Sul tema RAEE emerge da parte dei consumatori italiani una forte preoccupazione al riguardo, a fronte però di alcune importanti lacune in merito alla normativa vigente. Il 70% di loro è chiaro quale sia il significativo del termine RAEE e ben il 90% sia a conoscenza del fatto che sia obbligatorio smaltirli in maniera differenziata rispetto ai normali rifiuti. Mezzi scelti per un corretto smaltimento isole ecologiche (74%) e ritiro a domicilio (26%).

L’80% non è però ancora a conoscenza del fatto che dallo scorso aprile 2014 è scattato l’obbligo da parte dei rivenditori di ritiro “uno contro zero” nel caso di piccoli elettrodomestici. A conferma uno dei dati sullo smaltimento: nessuno degli intervistati ha dichiarato di aver mai utilizzato il sistema della consegna presso il punto vendita.

RAEE buttati nella normale spazzatura per il 7% degli intervistati, il 3% li getta nel cassonetto dell’indifferenziata in strada mentre per il 90% l’unica alternativa è rappresentata dalle isole ecologiche. Poco noti anche i livelli di inquinamento di ciascun rifiuto elettronico o il ricorso all'”uno contro uno”, conosciuto dal 60% degli italiani anche se mai utilizzato nel 51% dei casi.

Insufficiente o migliorabile il servizio di raccolta differenziata dei rifiuti domestici rispettivamente per il 63% e il 32% degli italiani. Visto come inadeguato è soprattutto il servizio di raccolta domiciliare (57%), mentre ostacolerebbero la buona riuscita una suddivisione troppo complicata (29%) o i limiti orari di apertura delle isole ecologiche (14%). Appena il 2% indica come ottimo il sistema utilizzato dal proprio Comune di residenza (29% buono, 22% discreto, 18% sufficiente, 29% scarso).

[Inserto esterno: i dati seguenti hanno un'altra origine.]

//! crates/learnhub_core/src/quiz.rs
//!
//! Stateless quiz scoring. Attempt bookkeeping lives in [`crate::attempt`].

use crate::domain::{AnswerValue, Question, Quiz};
use std::collections::HashMap;
use uuid::Uuid;

/// Used when a quiz does not carry its own passing threshold.
pub const DEFAULT_PASSING_THRESHOLD: u8 = 80;

#[derive(Debug, Clone, PartialEq, Eq)]
pub struct QuestionResult {
    pub question_id: Uuid,
    pub correct: bool,
    pub points_awarded: u32,
    pub points_possible: u32,
    pub explanation: Option<String>,
}

#[derive(Debug, Clone, PartialEq, Eq)]
pub struct QuizResult {
    pub per_question: Vec<QuestionResult>,
    pub score: u32,
    pub max_score: u32,
    pub correct_count: usize,
    pub percentage: u8,
    pub threshold: u8,
    pub passed: bool,
}

/// The threshold a quiz is graded against.
pub fn passing_threshold(quiz: &Quiz) -> u8 {
    quiz.passing_threshold.unwrap_or(DEFAULT_PASSING_THRESHOLD)
}

/// Decides whether a single submission is correct.
///
/// A missing submission is always incorrect. Set-valued answers are compared
/// as sets, so order and duplicates do not matter.
pub fn is_correct(question: &Question, submitted: Option<&AnswerValue>) -> bool {
    let Some(submitted) = submitted else {
        return false;
    };
    match (&question.correct, submitted) {
        (AnswerValue::Single(expected), AnswerValue::Single(given)) => expected == given,
        (expected, given) => expected.as_set() == given.as_set(),
    }
}

/// `round(100 * score / max_score)`, defined as 0 when there is nothing to score.
pub fn percentage(score: u64, max_score: u64) -> u8 {
    if max_score == 0 {
        return 0;
    }
    let pct = (100.0 * score as f64 / max_score as f64).round();
    pct.clamp(0.0, 100.0) as u8
}

/// Sum of all question points, widened so large quizzes cannot overflow.
pub fn total_points(quiz: &Quiz) -> u64 {
    quiz.questions.iter().map(|q| u64::from(q.points)).sum()
}

/// Scores a full set of answers against `quiz`.
pub fn score(quiz: &Quiz, answers: &HashMap<Uuid, AnswerValue>) -> QuizResult {
    let per_question: Vec<QuestionResult> = quiz
        .questions
        .iter()
        .map(|question| {
            let correct = is_correct(question, answers.get(&question.id));
            QuestionResult {
                question_id: question.id,
                correct,
                points_awarded: if correct { question.points } else { 0 },
                points_possible: question.points,
                explanation: question.explanation.clone(),
            }
        })
        .collect();

    let score: u64 = per_question.iter().map(|r| u64::from(r.points_awarded)).sum();
    let max_score: u64 = per_question.iter().map(|r| u64::from(r.points_possible)).sum();
    let correct_count = per_question.iter().filter(|r| r.correct).count();
    let percentage = percentage(score, max_score);
    let threshold = passing_threshold(quiz);

    QuizResult {
        per_question,
        score: u32::try_from(score).unwrap_or(u32::MAX),
        max_score: u32::try_from(max_score).unwrap_or(u32::MAX),
        correct_count,
        percentage,
        threshold,
        passed: percentage >= threshold,
    }
}

#[cfg(test)]
pub(crate) mod tests {
    use super::*;
    use crate::domain::QuestionKind;

    pub(crate) fn question(n: u128, correct: AnswerValue, points: u32) -> Question {
        Question {
            id: Uuid::from_u128(n),
            prompt: format!("Question {n}"),
            kind: QuestionKind::MultipleChoice,
            options: vec!["a".into(), "b".into(), "c".into()],
            correct,
            points,
            explanation: Some(format!("Because {n}")),
        }
    }

    pub(crate) fn single(s: &str) -> AnswerValue {
        AnswerValue::Single(s.to_string())
    }

    pub(crate) fn multi(items: &[&str]) -> AnswerValue {
        AnswerValue::Multiple(items.iter().map(|s| s.to_string()).collect())
    }

    pub(crate) fn quiz(questions: Vec<Question>) -> Quiz {
        Quiz {
            id: Uuid::from_u128(99),
            title: "Spindle safety".into(),
            questions,
            passing_threshold: None,
            time_limit_seconds: None,
            max_attempts: None,
        }
    }

    #[test]
    fn mixed_answers_score_twenty_percent() {
        let q = quiz(vec![
            question(1, single("a"), 1),
            question(2, single("b"), 2),
            question(3, single("c"), 2),
        ]);
        let answers = HashMap::from([
            (Uuid::from_u128(1), single("a")),
            (Uuid::from_u128(2), single("a")),
        ]);
        let result = score(&q, &answers);
        assert_eq!(result.score, 1);
        assert_eq!(result.max_score, 5);
        assert_eq!(result.correct_count, 1);
        assert_eq!(result.percentage, 20);
        assert_eq!(result.threshold, 80);
        assert!(!result.passed);
        assert!(!result.per_question[2].correct);
    }

    #[test]
    fn scoring_is_idempotent() {
        let q = quiz(vec![question(1, single("a"), 3), question(2, multi(&["a", "b"]), 1)]);
        let answers = HashMap::from([(Uuid::from_u128(2), multi(&["b", "a"]))]);
        assert_eq!(score(&q, &answers), score(&q, &answers));
    }

    #[test]
    fn set_answers_compare_as_sets() {
        let q = question(1, multi(&["a", "b"]), 1);
        assert!(is_correct(&q, Some(&multi(&["b", "a"]))));
        assert!(!is_correct(&q, Some(&multi(&["a"]))));
        assert!(!is_correct(&q, Some(&multi(&["a", "b", "c"]))));
        assert!(!is_correct(&q, None));
    }

    #[test]
    fn single_answer_against_one_element_set() {
        let q = question(1, multi(&["true"]), 1);
        assert!(is_correct(&q, Some(&single("true"))));
        let q = question(2, single("true"), 1);
        assert!(is_correct(&q, Some(&multi(&["true"]))));
        assert!(!is_correct(&q, Some(&single("True"))));
    }

    #[test]
    fn zero_points_is_zero_percent() {
        let q = quiz(vec![]);
        let result = score(&q, &HashMap::new());
        assert_eq!(result.max_score, 0);
        assert_eq!(result.percentage, 0);
        assert!(!result.passed);
    }

    #[test]
    fn quiz_threshold_overrides_default() {
        let mut q = quiz(vec![question(1, single("a"), 3), question(2, single("b"), 2)]);
        q.passing_threshold = Some(60);
        let answers = HashMap::from([(Uuid::from_u128(1), single("a"))]);
        let result = score(&q, &answers);
        assert_eq!(result.percentage, 60);
        assert!(result.passed);
    }

    #[test]
    fn percentage_rounds_half_up() {
        assert_eq!(percentage(1, 3), 33);
        assert_eq!(percentage(2, 3), 67);
        assert_eq!(percentage(1, 8), 13);
        assert_eq!(percentage(5, 5), 100);
    }

    #[test]
    fn huge_point_totals_do_not_overflow() {
        let q = quiz(vec![
            question(1, single("a"), u32::MAX),
            question(2, single("b"), u32::MAX),
        ]);
        let answers = HashMap::from([(Uuid::from_u128(1), single("a"))]);
        let result = score(&q, &answers);
        assert_eq!(result.score, u32::MAX);
        assert_eq!(result.max_score, u32::MAX);
        assert_eq!(result.percentage, 50);
        assert_eq!(total_points(&q), 2 * u64::from(u32::MAX));
    }
}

Nel complesso, solo il 2% del campione coinvolto giudica ottimo il sistema di raccolta differenziata del proprio Comune; per il 29% è buono, discreto per il 22%, sufficiente per il 18% e scarso per il 29%. Secondo quanto ha commentato Giorgio Arienti, direttore generale di Ecodom:

La conoscenza è il primo passo verso la consapevolezza. Avere ben chiaro che il futuro dell’ambiente in cui viviamo è nelle nostre mani è un ottimo punto di partenza. La conoscenza, però, è solo uno dei due elementi che servono per decidere. L’altro elemento è la volontà.

La volontà di ciascuno di noi, che con i propri comportamenti può giocare un ruolo decisivo nel trasformare un ‘rifiuto’ in una ‘risorsa’ per il Paese; ma anche – forse, soprattutto – la volontà delle Istituzioni, cui spetta il compito sia di informare che di mettere a disposizione dei cittadini norme più semplici e servizi ambientali adeguati.

Discorso ripreso e proseguito da Pietro Giordano, presidente nazionale di Adiconsum:

La sostenibilità ambientale ha delle potenzialità enormi per lo sviluppo del Paese. All’informazione e alla consapevolezza dell’importanza dello smaltimento va accompagnata l’informazione e la consapevolezza dell’importanza del recupero e del riciclo.